# TASK DESCRIPTION
Your response should contain each line of the data that includes "false".

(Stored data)
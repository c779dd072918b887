//! Multi-Producer Event Generator
//!
//! Demonstrates structured async concurrency patterns for feeding the
//! ingestion pipeline:
//! - `JoinSet` for managing dynamic producer task lifecycles
//! - `watch` channel for graceful shutdown signaling, independent of the
//!   channel's own [`ShutdownSignal`]
//! - Decoupled rate limiting via the `RateLimiter` trait
//! - Per-producer FIFO ordering with varied generation rates
//!
//! Run with: `cargo run -p ingest-pipeline --bin event_generator`

use ingest_pipeline::{
    BufferOptions, Channel, ChannelBuilder, IntervalRateLimiter, NeverCancel, RateLimiter,
    StdoutExporter,
};
use rand::Rng;
use std::sync::Arc;
use std::time::{Duration, Instant};
use tokio::sync::watch;
use tokio::task::JoinSet;

#[derive(Debug, Clone, serde::Serialize)]
struct Event {
    producer_id: usize,
    sequence: u64,
    operation: &'static str,
    payload_bytes: usize,
}

/// Statistics collected from each producer task.
#[derive(Debug)]
struct ProducerStats {
    producer_id: usize,
    events_sent: u64,
    duration: Duration,
    target_rate: Option<f64>,
}

impl ProducerStats {
    fn effective_rate(&self) -> f64 {
        if self.duration.as_secs_f64() > 0.0 {
            self.events_sent as f64 / self.duration.as_secs_f64()
        } else {
            0.0
        }
    }
}

/// Configuration for a single producer task.
struct ProducerConfig {
    id: usize,
    rate_per_sec: f64,
}

#[tokio::main]
async fn main() {
    tracing_subscriber::fmt()
        .with_env_filter(tracing_subscriber::EnvFilter::from_default_env())
        .init();

    println!("=== Multi-Producer Event Generator ===\n");

    let exporter = StdoutExporter::new(false);
    let mut options = BufferOptions::default();
    options.outbound_buffer_max_lifetime = Duration::from_millis(50);

    println!("Pipeline configuration:");
    println!("  inbound buffer size:  {}", options.inbound_buffer_max_size);
    println!("  outbound batch size:  {}", options.outbound_buffer_max_size);
    println!("  outbound batch age:   {:?}\n", options.outbound_buffer_max_lifetime);

    let channel: Arc<Channel<Event, ()>> = Arc::new(ChannelBuilder::new(exporter).options(options).build());

    // watch channel broadcasting shutdown to every producer, independent of
    // the channel's own shutdown signal (which only stops new submissions).
    let (shutdown_tx, shutdown_rx) = watch::channel(false);

    let producer_configs = vec![
        ProducerConfig { id: 0, rate_per_sec: 50.0 },
        ProducerConfig { id: 1, rate_per_sec: 100.0 },
        ProducerConfig { id: 2, rate_per_sec: 200.0 },
        ProducerConfig { id: 3, rate_per_sec: 500.0 },
    ];

    println!("Starting {} producer tasks with varied rates:", producer_configs.len());
    for cfg in &producer_configs {
        println!("  producer {}: {} events/sec", cfg.id, cfg.rate_per_sec);
    }
    println!();

    let mut join_set: JoinSet<ProducerStats> = JoinSet::new();

    for cfg in producer_configs {
        let channel = Arc::clone(&channel);
        let shutdown_rx = shutdown_rx.clone();
        let rate_limiter = IntervalRateLimiter::from_rate(cfg.rate_per_sec);

        join_set.spawn(async move {
            producer_task(cfg.id, channel, rate_limiter, shutdown_rx).await
        });
    }

    println!("Generators running for 5 seconds...\n");
    tokio::time::sleep(Duration::from_secs(5)).await;

    shutdown_tx.send(true).expect("producers still listening");

    println!("Waiting for producer tasks to finish...\n");
    let mut all_stats = Vec::new();
    while let Some(result) = join_set.join_next().await {
        match result {
            Ok(stats) => {
                println!(
                    "producer {} finished: {} events in {:.2}s ({:.1} events/sec, target {:.1})",
                    stats.producer_id,
                    stats.events_sent,
                    stats.duration.as_secs_f64(),
                    stats.effective_rate(),
                    stats.target_rate.unwrap_or(f64::INFINITY),
                );
                all_stats.push(stats);
            }
            Err(e) => eprintln!("producer task panicked: {e}"),
        }
    }

    let total_events: u64 = all_stats.iter().map(|s| s.events_sent).sum();
    let max_duration = all_stats.iter().map(|s| s.duration).max().unwrap_or(Duration::ZERO);

    println!("\n=== Generation Summary ===");
    println!("total events submitted: {total_events}");
    println!("total duration:         {:.2}s", max_duration.as_secs_f64());
    if max_duration.as_secs_f64() > 0.0 {
        println!(
            "aggregate throughput:   {:.1} events/sec",
            total_events as f64 / max_duration.as_secs_f64()
        );
    }

    println!("\nshutting down pipeline (draining remaining events)...");
    let channel = Arc::try_unwrap(channel).unwrap_or_else(|_| panic!("producers still hold a reference"));
    channel.complete().await;
    println!("shutdown complete!");
}

/// Generates events at a controlled rate until the shutdown signal fires.
async fn producer_task(
    producer_id: usize,
    channel: Arc<Channel<Event, ()>>,
    mut rate_limiter: IntervalRateLimiter,
    mut shutdown_rx: watch::Receiver<bool>,
) -> ProducerStats {
    let target_rate = rate_limiter.target_rate();
    let start_time = Instant::now();
    let mut sequence = 0u64;

    loop {
        if *shutdown_rx.borrow_and_update() {
            break;
        }

        rate_limiter.wait().await;

        let event = generate_random_event(producer_id, sequence);
        if !channel.wait_to_write_event(event, &NeverCancel).await {
            break;
        }

        sequence += 1;

        if sequence.is_multiple_of(100) {
            tokio::task::yield_now().await;
        }
    }

    ProducerStats {
        producer_id,
        events_sent: sequence,
        duration: start_time.elapsed(),
        target_rate,
    }
}

/// Builds a random event simulating one of a handful of backend operations.
fn generate_random_event(producer_id: usize, sequence: u64) -> Event {
    let mut rng = rand::thread_rng();

    let operations = [
        "http.request",
        "db.query",
        "cache.get",
        "queue.publish",
        "rpc.call",
    ];

    Event {
        producer_id,
        sequence,
        operation: operations[rng.gen_range(0..operations.len())],
        payload_bytes: rng.gen_range(16..4096),
    }
}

# THE COMPLETED TASK
    let exporter = StdoutExporter::new(false);
    let (shutdown_tx, shutdown_rx) = watch::channel(false);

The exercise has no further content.